Ligand-based and e-pharmacophore modeling, 3D-QSAR and hierarchical virtual screening to identify dual inhibitors of spleen tyrosine kinase (Syk) and janus kinase 3 (JAK3).

The clinical efficacy of multiple kinase inhibitors has caught the interest of Pharmaceutical and Biotech researchers to develop potential drugs with multi-kinase inhibitory activity for complex diseases.

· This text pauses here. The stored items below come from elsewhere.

//! fsbench - latency harness for async filesystem operations.
//!
//! Measures write, read, and stat latency through an async filesystem surface,
//! serially and in concurrent batches, across payload sizes from 1KB to 4MB,
//! plus a small JSON config-loading scenario. The numbers are meant to be
//! compared between two builds (or two backends) on the same machine, not read
//! as absolute figures.

pub mod bench;
pub mod cli;
pub mod config;
pub mod fs;
pub mod platform;
pub mod results;
pub mod workspace;
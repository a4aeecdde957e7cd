//! Results processing and console output.
//!
//! - `PhaseProgressReporter` shows which step of a bucket is running
//! - `BenchmarkPrinter` prints results as they arrive and a backend comparison

pub mod format;
pub mod phase_progress;
pub mod printer;

pub use format::{format_ms, format_percentage, format_speedup, speedup_indicator};
pub use phase_progress::PhaseProgressReporter;
pub use printer::BenchmarkPrinter;
//! Filesystem capability surface consumed by the harness.
//!
//! Every benchmark phase talks to the filesystem only through [`FileSystem`],
//! so the same measurement code runs unchanged against any backend:
//!
//! - [`ThreadPoolFs`]: `tokio::fs`, each call dispatched to the blocking pool
//! - [`InlineFs`]: `std::fs` executed directly inside the future
//!
//! All methods are suspension points. Concurrency within a task is expressed by
//! joining several of these futures (see `bench::concurrent`).

mod inline;
mod thread_pool;

pub use inline::InlineFs;
pub use thread_pool::ThreadPoolFs;

use std::fs::Metadata;
use std::future::Future;
use std::io;
use std::path::Path;

/// Async filesystem primitives used by the benchmarks and the workspace manager.
pub trait FileSystem: Send + Sync {
    /// Backend name for logging.
    fn name(&self) -> &'static str;

    /// Create a single directory (parent must exist).
    fn create_dir(&self, path: &Path) -> impl Future<Output = io::Result<()>> + Send;

    /// Remove a file.
    fn remove_file(&self, path: &Path) -> impl Future<Output = io::Result<()>> + Send;

    /// Remove an empty directory.
    fn remove_dir(&self, path: &Path) -> impl Future<Output = io::Result<()>> + Send;

    /// List entry names in a directory.
    fn list_dir(&self, path: &Path) -> impl Future<Output = io::Result<Vec<String>>> + Send;

    /// Create or truncate `path` and write `data`.
    fn write_bytes(&self, path: &Path, data: &[u8]) -> impl Future<Output = io::Result<()>> + Send;

    /// Read the full contents of `path`.
    fn read_bytes(&self, path: &Path) -> impl Future<Output = io::Result<Vec<u8>>> + Send;

    /// Create or truncate `path` and write UTF-8 `text`.
    fn write_text(&self, path: &Path, text: &str) -> impl Future<Output = io::Result<()>> + Send;

    /// Read `path` as UTF-8.
    fn read_text(&self, path: &Path) -> impl Future<Output = io::Result<String>> + Send;

    /// Query metadata for `path`, following symlinks.
    fn stat(&self, path: &Path) -> impl Future<Output = io::Result<Metadata>> + Send;
}

/// Convert a directory entry name to an owned string, lossily.
fn entry_name(name: &std::ffi::OsStr) -> String {
    name.to_string_lossy().into_owned()
}
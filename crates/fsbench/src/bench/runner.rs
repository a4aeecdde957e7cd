//! Benchmark execution runner.

use crate::bench::{
    bench_concurrent, bench_read, bench_scenario, bench_stat, bench_write, BenchmarkResult,
    PhaseProgress, ScenarioDocument, Timing,
};
use crate::config::{Backend, BenchmarkConfig, OperationType, SizeBucket};
use crate::fs::{FileSystem, InlineFs, ThreadPoolFs};
use crate::results::{BenchmarkPrinter, PhaseProgressReporter};
use crate::workspace::Workspace;
use anyhow::{Context, Result};

/// Steps measured for every bucket of the single-operation phase.
const SINGLE_STEPS: [&str; 3] = ["Write", "Read", "Stat"];

/// Runs the benchmark matrix for every configured backend.
///
/// Per backend the sequence is fixed: create the workspace, run single
/// operations per bucket, concurrent batches per bucket, the real-world
/// scenario, then remove the workspace. The workspace is emptied after every
/// bucket so directory size never carries over between measurements. Backends
/// run one after another, never interleaved.
pub struct BenchmarkRunner {
    config: BenchmarkConfig,
    printer: BenchmarkPrinter,
}

impl BenchmarkRunner {
    /// Create a new benchmark runner.
    pub fn new(config: BenchmarkConfig) -> Self {
        let printer = BenchmarkPrinter::new(config.color);
        Self { config, printer }
    }

    /// Run all phases on a current-thread tokio runtime.
    ///
    /// Results are printed as they are measured and returned in run order.
    /// The first failed operation aborts the run.
    pub fn run(&self) -> Result<Vec<BenchmarkResult>> {
        let runtime = tokio::runtime::Builder::new_current_thread()
            .enable_all()
            .build()
            .context("Failed to build tokio runtime")?;

        runtime.block_on(self.run_async())
    }

    /// Run all phases on the caller's runtime.
    pub async fn run_async(&self) -> Result<Vec<BenchmarkResult>> {
        let documents = ScenarioDocument::fixtures()?;
        let mut results = Vec::new();

        tracing::info!(
            "Running {} size buckets across {} backends ({} iterations, {} concurrent)",
            self.config.sizes.len(),
            self.config.backends.len(),
            self.config.iterations,
            self.config.concurrency
        );

        for &backend in &self.config.backends {
            match backend {
                Backend::ThreadPool => {
                    self.run_backend(&ThreadPoolFs, backend, &documents, &mut results)
                        .await?;
                }
                Backend::Inline => {
                    self.run_backend(&InlineFs, backend, &documents, &mut results)
                        .await?;
                }
            }
        }

        if self.config.is_comparison() {
            self.printer.print_summary(&results, &self.config.backends);
        }

        Ok(results)
    }

    /// Run every phase on one backend, tearing the workspace down even on failure.
    async fn run_backend<F: FileSystem>(
        &self,
        fs: &F,
        backend: Backend,
        documents: &[ScenarioDocument],
        results: &mut Vec<BenchmarkResult>,
    ) -> Result<()> {
        let workspace = Workspace::new(&self.config.workspace);
        tracing::debug!("Preparing {} for {}", workspace.root().display(), fs.name());
        workspace.ensure(fs).await;

        let outcome = self
            .run_phases(fs, backend, &workspace, documents, results)
            .await;

        workspace.teardown(fs).await;
        outcome.with_context(|| format!("Benchmark failed on {} backend", backend.name()))
    }

    async fn run_phases<F: FileSystem>(
        &self,
        fs: &F,
        backend: Backend,
        workspace: &Workspace,
        documents: &[ScenarioDocument],
        results: &mut Vec<BenchmarkResult>,
    ) -> Result<()> {
        let iterations = self.config.iterations;
        let concurrency = self.config.concurrency;

        self.printer.print_section(&format!("Single File Operations [{backend}]"));
        for &size in &self.config.sizes {
            self.printer
                .print_bucket_header(size, &format!("{iterations} iterations"), backend);

            let reporter = self.reporter(backend, size, SINGLE_STEPS.len());
            reporter.update(&step(0));
            let write = bench_write(fs, workspace, size, iterations).await?;
            reporter.update(&step(1));
            let read = bench_read(fs, workspace, size, iterations).await?;
            reporter.update(&step(2));
            let stat = bench_stat(fs, workspace, iterations).await?;
            let wall = reporter.finish();
            tracing::debug!(
                "{} / {}: single-operation steps took {:?}",
                backend,
                size,
                wall,
            );

            workspace.cleanup(fs).await;

            self.record(results, OperationType::Write, backend, Some(size), write);
            self.record(results, OperationType::Read, backend, Some(size), read);
            self.record(results, OperationType::Stat, backend, Some(size), stat);
            println!();
        }

        self.printer.print_section(&format!(
            "Concurrent File Operations ({concurrency} concurrent) [{backend}]"
        ));
        for &size in &self.config.sizes {
            self.printer
                .print_bucket_header(size, &format!("{concurrency} concurrent"), backend);

            let reporter = self.reporter(backend, size, 1);
            reporter.update(&PhaseProgress {
                phase_name: "Concurrent",
                phase_index: 0,
                total_phases: 1,
            });
            let batch = bench_concurrent(fs, workspace, size, concurrency).await?;
            let wall = reporter.finish();
            tracing::debug!(
                "{} / {}: concurrent batch took {:?}",
                backend,
                size,
                wall,
            );

            workspace.cleanup(fs).await;

            self.record(results, OperationType::Concurrent, backend, Some(size), batch);
            println!();
        }

        self.printer.print_section(&format!("Real-world Scenario [{backend}]"));
        let scenario = bench_scenario(fs, workspace, documents).await?;
        workspace.cleanup(fs).await;
        self.record(results, OperationType::Scenario, backend, None, scenario);
        println!();

        Ok(())
    }

    fn reporter(&self, backend: Backend, size: SizeBucket, steps: usize) -> PhaseProgressReporter {
        PhaseProgressReporter::new(&format!("{backend} / {size}"), steps, self.config.color)
    }

    fn record(
        &self,
        results: &mut Vec<BenchmarkResult>,
        operation: OperationType,
        backend: Backend,
        size: Option<SizeBucket>,
        timing: Timing,
    ) {
        let result = BenchmarkResult::new(operation, backend, size, timing);
        self.printer.print_result(&result);
        results.push(result);
    }
}

fn step(index: usize) -> PhaseProgress {
    PhaseProgress {
        phase_name: SINGLE_STEPS[index],
        phase_index: index,
        total_phases: SINGLE_STEPS.len(),
    }
}

#[cfg(test)]
mod tests {
    use super::*;
    use std::fs::Metadata;
    use std::io;
    use std::path::Path;
    use std::sync::Mutex;
    use tempfile::TempDir;

    /// Files each phase writes first: the single-operation loop, the concurrent
    /// batch, and the scenario.
    const FIRST_FILES: [&str; 3] = ["write_0.tmp", "concurrent_0.tmp", "config.json"];

    /// Inline backend that records how many entries the workspace holds
    /// whenever a phase writes its first file.
    #[derive(Default)]
    struct EntryCountingFs {
        inner: InlineFs,
        seen: Mutex<Vec<(String, usize)>>,
    }

    impl EntryCountingFs {
        fn observe(&self, path: &Path) {
            let Some(name) = path.file_name().and_then(|n| n.to_str()) else {
                return;
            };
            if !FIRST_FILES.contains(&name) {
                return;
            }
            let entries = path
                .parent()
                .and_then(|dir| std::fs::read_dir(dir).ok())
                .map_or(0, Iterator::count);
            self.seen.lock().unwrap().push((name.to_string(), entries));
        }

        fn seen(&self) -> Vec<(String, usize)> {
            self.seen.lock().unwrap().clone()
        }
    }

    impl FileSystem for EntryCountingFs {
        fn name(&self) -> &'static str {
            "entry-counting"
        }

        async fn create_dir(&self, path: &Path) -> io::Result<()> {
            self.inner.create_dir(path).await
        }

        async fn remove_file(&self, path: &Path) -> io::Result<()> {
            self.inner.remove_file(path).await
        }

        async fn remove_dir(&self, path: &Path) -> io::Result<()> {
            self.inner.remove_dir(path).await
        }

        async fn list_dir(&self, path: &Path) -> io::Result<Vec<String>> {
            self.inner.list_dir(path).await
        }

        async fn write_bytes(&self, path: &Path, data: &[u8]) -> io::Result<()> {
            self.observe(path);
            self.inner.write_bytes(path, data).await
        }

        async fn read_bytes(&self, path: &Path) -> io::Result<Vec<u8>> {
            self.inner.read_bytes(path).await
        }

        async fn write_text(&self, path: &Path, text: &str) -> io::Result<()> {
            self.observe(path);
            self.inner.write_text(path, text).await
        }

        async fn read_text(&self, path: &Path) -> io::Result<String> {
            self.inner.read_text(path).await
        }

        async fn stat(&self, path: &Path) -> io::Result<Metadata> {
            self.inner.stat(path).await
        }
    }

    fn small_config(workspace: std::path::PathBuf, backends: Vec<Backend>) -> BenchmarkConfig {
        BenchmarkConfig {
            workspace,
            iterations: 5,
            concurrency: 3,
            sizes: vec![SizeBucket::new("1KB", 1024), SizeBucket::new("4KB", 4096)],
            backends,
            color: false,
            verbose: false,
        }
    }

    #[tokio::test]
    async fn test_run_async_result_order() {
        let temp_dir = TempDir::new().expect("Failed to create temp dir");
        let config = small_config(temp_dir.path().join("bench"), vec![Backend::Inline]);
        let runner = BenchmarkRunner::new(config);

        let results = runner.run_async().await.unwrap();

        let ops: Vec<OperationType> = results.iter().map(|r| r.operation).collect();
        assert_eq!(
            ops,
            vec![
                OperationType::Write,
                OperationType::Read,
                OperationType::Stat,
                OperationType::Write,
                OperationType::Read,
                OperationType::Stat,
                OperationType::Concurrent,
                OperationType::Concurrent,
                OperationType::Scenario,
            ]
        );
        assert!(results.iter().all(|r| r.timing.mean_ms() >= 0.0));
        assert!(!temp_dir.path().join("bench").exists());
    }

    #[tokio::test]
    async fn test_workspace_empty_when_each_bucket_starts() {
        let temp_dir = TempDir::new().expect("Failed to create temp dir");
        let config = small_config(temp_dir.path().join("bench"), vec![Backend::Inline]);
        let runner = BenchmarkRunner::new(config);
        let documents = ScenarioDocument::fixtures().unwrap();
        let fs = EntryCountingFs::default();
        let mut results = Vec::new();

        runner
            .run_backend(&fs, Backend::Inline, &documents, &mut results)
            .await
            .unwrap();

        let expected: Vec<(String, usize)> = [
            "write_0.tmp",
            "write_0.tmp",
            "concurrent_0.tmp",
            "concurrent_0.tmp",
            "config.json",
        ]
        .iter()
        .map(|name| ((*name).to_string(), 0))
        .collect();
        assert_eq!(fs.seen(), expected);
        assert_eq!(results.len(), 9);
        assert!(!temp_dir.path().join("bench").exists());
    }

    #[tokio::test]
    async fn test_failure_still_tears_down() {
        let temp_dir = TempDir::new().expect("Failed to create temp dir");
        // Workspace parent does not exist, so creation is skipped and the first write fails
        let config = small_config(temp_dir.path().join("a/b"), vec![Backend::ThreadPool]);
        let runner = BenchmarkRunner::new(config);

        let err = runner.run_async().await.unwrap_err();
        assert!(format!("{err:#}").contains("write_0.tmp"), "{err:#}");
        assert!(!temp_dir.path().join("a").exists());
    }
}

In the present work, we attempted to identify dual inhibitors of spleen tyrosine kinase (Syk) and janus kinase 3 (JAK3), keys players in immune signaling, by developing ideal pharmacophores integrating Ligand-based pharmacophore models (LBPMs) and Structure-based pharmacophore models (SBPMs), thereby projecting the optimum pharmacophoric required for inhibition of both the kinases. The four point LBPM; ADPR.14 suggested the presence of one hydrogen bond acceptor, one hydrogen bond donor, one positive ionizable, and one ring aromatic feature for Syk inhibitory activity and AADH.54 proposed the necessity of two hydrogen bond acceptor, one hydrogen bond donor, and one hydrophobic feature for JAK3 inhibitory activity. To our interest, SBPMs identified additional ring aromatic features required for inhibition of both the kinases. For Syk inhibitory activity, the hydrogen bond acceptor feature indicated by LBPM was devoid of forming hydrogen bonding interaction with the hinge region amino acid residue (Ala451). Thus merging the information revealed by both LBPMs and SBPMs, ideal pharmacophore models i.e. ADPRR.14 (Syk) and AADHR.54 (JAK3) were generated. These models after rigorous statistical validation were used for screening of Asinex database. The systematic virtual screening protocol, including pharmacophore and docking-based screening, ADME property, and MM-GBSA energy calculations, retrieved final 10 hits as dual inhibitors of Syk and JAK3. Final 10 hits thus obtained can aid in the development of potential therapeutic agents for autoimmune disorders. Also the top two hits were evaluated against both the enzymes.